**What is expected**
Look through the listing below and report the lines that have the word "marketsettle" in them.

----- Material to process

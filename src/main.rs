use chrono::Utc;

use marketsettle::config::NetworkContext;
use marketsettle::error::SettleError;
use marketsettle::settle;
use marketsettle::types::SettlementOutcome;

#[tokio::main]
async fn main() {
    tracing_subscriber::fmt::init();

    // Load env
    dotenvy::dotenv().ok();

    let ctx = match NetworkContext::from_env() {
        Ok(ctx) => ctx,
        Err(e) => {
            tracing::error!("invalid network context: {e:#}");
            std::process::exit(1);
        }
    };

    tracing::info!(
        network = %ctx.network_name,
        chain_id = ctx.chain_id,
        "running market settlement"
    );

    match settle::run(&ctx).await {
        Ok(outcome) => report_outcome(&outcome),
        Err(err) => {
            report_failure(&err);
            std::process::exit(err.exit_code());
        }
    }
}

fn report_outcome(outcome: &SettlementOutcome) {
    if outcome.already_settled {
        tracing::warn!("market is already settled, nothing to do");
    }

    let answered_at = chrono::DateTime::from_timestamp(outcome.answer_timestamp as i64, 0)
        .map(|t| t.to_rfc3339())
        .unwrap_or_else(|| outcome.answer_timestamp.to_string());

    tracing::info!(
        settlement_price = %outcome.settlement_price,
        strike_price = %outcome.strike_price,
        answered_at = %answered_at,
        "settlement details"
    );

    if let Some(tx) = &outcome.transaction {
        tracing::info!(
            tx_hash = ?tx.transaction_hash,
            gas_used = ?tx.gas_used,
            "settlement confirmed"
        );
    }

    if outcome.settled_above_strike {
        tracing::info!("market settled above the strike price");
    } else {
        tracing::info!("market settled below the strike price");
    }

    println!(
        "{}",
        serde_json::to_string_pretty(outcome).expect("outcome is serializable")
    );
}

fn report_failure(err: &SettleError) {
    match err {
        SettleError::MarketNotExpired { remaining_secs } => {
            let expires_at = Utc::now() + chrono::Duration::seconds(*remaining_secs as i64);
            tracing::warn!(
                remaining_secs = *remaining_secs,
                expires_at = %expires_at.to_rfc3339(),
                "market has not expired yet"
            );
        }
        SettleError::ReceiptUnavailable { tx_hash, reason } => {
            tracing::error!(?tx_hash, "settlement outcome unknown: {reason}");
            tracing::error!("the transaction may still confirm, re-run to check the market state");
        }
        other => {
            tracing::error!(exit_code = other.exit_code(), "settlement failed: {other}");
        }
    }
}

----------

**Solution for this problem**
use marketsettle::config::NetworkContext;
use marketsettle::error::SettleError;
use marketsettle::settle;
use marketsettle::types::SettlementOutcome;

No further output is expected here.